"That time of year thou may'st in me behold
When yellow leaves, or none, or few, do hang
Upon those boughs which shake against the cold."
- Sonnet 73 by William Shakespeare
Oak trees are well known for producing acorns and displaying vivid colors in the fall of the year. Valley, chestnut, and chinkapin oaks turn yellow in fall, while pin, scarlet, and red oaks display a brilliant red. The leaves of the English oak often assume a copper color, while others become brown.
Why do leaves change color in fall? All leaves contain pigments called carotenoids, which produce yellow orange colors, and anthocyanins, producing red and purple shades. During the spring and summer, leaves are actively feeding the tree, using light from the sun. This is done by special chemicals called chlorophyll, which is green in color. As the weather cools and trees prepare for a long winter sleep, chlorophyll levels drop, unmasking the beautiful shades of the other pigments. Brown leaves occur when no other pigments are present.
In Japan, viewing autumn leaves has become a national pastime. This activity is called koyo in Japanese. In Canada and the United States, this tradition is often called "leaf peeping." Great Smoky Mountains National Park is one of the most popular autumn leaf viewing locations on the North American continent. In the United States and Canada, animals such as squirrels, bear, woodpeckers, or cardinals might be observed on such ventures.
Would you like to draw the colorful leaves an an autumn oak? Doing so is easy and fun with the help of this simple, step-by-step leaf drawing tutorial. All you will need is a pencil and a sheet of paper. Likely, you will also want use crayons, colored pencils, markers, paints, or other tools to shade your brightly colored leaves. In each step, you will find detailed how-to illustrations, as well as explanatory text.
1. Begin by drawing a long, curved line. This will become the stem and the central vein of the middle leaf.
2. Draw two long, curved lines extending from the sides of the first. These lines form the stem and veins of the additional leaves.
3. Begin to outline a leaf using a series of curved lines. Notice that the lines are of greatly varied lengths, and that they meet in sharp, jagged points. The longer lines allow you to form the lobes, or sections, of the leaf.
4. Continue to outline the leaf using jaggedly connected curved lines. Note the point at the tip of the leaf. Fully enclose the outline of the leaf.
5. Begin to outline the second leaf. This time, begin your series of curved lines at the side of the first leaf. This will make it appear that one leaf is behind the other.

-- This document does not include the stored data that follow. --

impl ForwardBackwardTable {
    /// Build the allocation table for a memory's variables.
    ///
    /// A value written during cycle `w` enters register 0 at cycle `w + 1`
    /// and shifts one register per cycle until its last read. Values that
    /// would shift past the end of the chain are placed backward into the
    /// lowest free register. The simulation runs two periods and keeps the
    /// second, which is the cyclic steady state.
    pub fn from_collection(
        collection: &ProcessCollection,
    ) -> TaktResult<Self> {
        let period = collection.schedule_time();
        if collection.is_empty() || period == 0 {
            return Err(Error::malformed_structure(
                "cannot allocate registers for an empty collection",
            ));
        }
        let mut lifetimes: Vec<Lifetime> = Vec::new();
        for p in collection.iter() {
            let Some(v) = p.as_variable() else {
                return Err(Error::malformed_structure(format!(
                    "process `{}' is not a memory variable",
                    p.name()
                )));
            };
            if v.lifetime() > period {
                return Err(Error::internal(format!(
                    "variable `{}' outlives the schedule period",
                    p.name()
                )));
            }
            if v.lifetime() == 0 {
                log::warn!(
                    "variable `{}' has no lifetime; direct interconnect, \
                     skipped in register allocation",
                    p.name()
                );
                continue;
            }
            lifetimes.push(Lifetime {
                name: v.name,
                write_time: v.write_time % period,
                length: v.lifetime(),
                read_offsets: v.reads.iter().map(|r| r.offset).collect(),
            });
        }
        // Deterministic entry order for values written in the same cycle.
        lifetimes.sort_by_key(|l| (l.write_time, l.name));

        // A register file drives a single primary output: a memory bound
        // under a wider port budget cannot be realized as one.
        for t in 0..period {
            let reads = lifetimes
                .iter()
                .flat_map(|l| {
                    l.read_offsets
                        .iter()
                        .map(move |offset| (l.write_time + offset) % period)
                })
                .filter(|&cycle| cycle == t)
                .count();
            if reads > 1 {
                return Err(Error::constraint(format!(
                    "a register file has a single read port, but cycle {t} \
                     needs {reads} reads"
                )));
            }
        }

        let register_count = (0..period)
            .map(|t| {
                lifetimes.iter().filter(|l| l.occupies_at(t, period)).count()
            })
            .max()
            .unwrap_or(0);

        let mut entries: Vec<TableEntry> = Vec::with_capacity(period as usize);
        // occupant per register: (lifetime index, age in cycles)
        let mut occ: Vec<Option<(usize, u64)>> = vec![None; register_count];
        for t in 0..=(2 * period) {
            // Shift every surviving value forward one register; values
            // running off the end are placed backward.
            let mut next: Vec<Option<(usize, u64)>> =
                vec![None; register_count];
            let mut overflow: Vec<(usize, (usize, u64))> = Vec::new();
            for (reg, slot) in occ.iter().enumerate() {
                let Some((v, age)) = *slot else { continue };
                if age >= lifetimes[v].length {
                    continue; // last read done, value dies
                }
                if reg + 1 < register_count {
                    next[reg + 1] = Some((v, age + 1));
                } else {
                    overflow.push((reg, (v, age + 1)));
                }
            }
            // Values written during cycle t - 1 enter register 0.
            for (v, l) in lifetimes.iter().enumerate() {
                if (l.write_time + 1) % period == t % period {
                    if let Some((other, _)) = next[0] {
                        return Err(Error::internal(format!(
                            "values `{}' and `{}' both enter the register \
                             file at cycle {t}",
                            lifetimes[other].name, l.name
                        )));
                    }
                    next[0] = Some((v, 1));
                }
            }
            let mut back_edges: Vec<(usize, usize)> = Vec::new();
            for (from, value) in overflow {
                let Some(to) = next.iter().position(Option::is_none) else {
                    return Err(Error::internal(format!(
                        "no free register for a backward copy at cycle \
                         {t}: {}",
                        dump_state(&lifetimes, &occ)
                    )));
                };
                next[to] = Some(value);
                if to != from {
                    back_edges.push((from, to));
                }
            }
            // Back edges belong to the cycle the copy is launched from.
            if t > period {
                if let Some(prev) = entries.last_mut() {
                    prev.back_edges = back_edges;
                }
            }
            if t == 2 * period {
                // The wrap copy into row 0 is launched from the last row.
                break;
            }
            occ = next;
            if t >= period {
                entries.push(Self::snapshot(&lifetimes, &occ, t % period)?);
            }
        }
        // The second period is the steady state; rotate so row 0 is cycle 0.
        debug_assert_eq!(entries.len(), period as usize);
        Ok(ForwardBackwardTable {
            entries,
            register_count,
        })
    }

    fn snapshot(
        lifetimes: &[Lifetime],
        occ: &[Option<(usize, u64)>],
        cycle: u64,
    ) -> TaktResult<TableEntry> {
        let regs: Vec<Option<Id>> = occ
            .iter()
            .map(|slot| slot.map(|(v, _)| lifetimes[v].name))
            .collect();
        let mut outputs_from = None;
        for (reg, slot) in occ.iter().enumerate() {
            let Some((v, age)) = *slot else { continue };
            if lifetimes[v].read_offsets.contains(&age) {
                if outputs_from.is_some() {
                    return Err(Error::internal(format!(
                        "two values read out in cycle {cycle}"
                    )));
                }
                outputs_from = Some(reg);
            }
        }
        Ok(TableEntry {
            regs,
            outputs_from,
            back_edges: Vec::new(),
        })
    }

    pub fn len(&self) -> usize {
        self.entries.len()
    }

    pub fn is_empty(&self) -> bool {
        self.entries.is_empty()
    }

    pub fn register_count(&self) -> usize {
        self.register_count
    }

    pub fn entries(&self) -> &[TableEntry] {
        &self.entries
    }
}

6. Continue to outline your leaf, fully enclosing the shape. Notice again that the longer curved lines are used to form the lobes of the leaf.
7. Outline the third leaf. Again, attach the lines to the leaf beside it, so that it appears to pass behind the previous leaf.
8. Continue to outline the final leaf until the irregular, spiky shape is fully enclosed.
9. Detail your leaves by drawing veins in each. Do so by extending short, curved lines outward from the leaf's central vein.
10. Color your fall leaves. In nature, oak leaves display a variety of colors, including green, brown, copper, yellow, and red.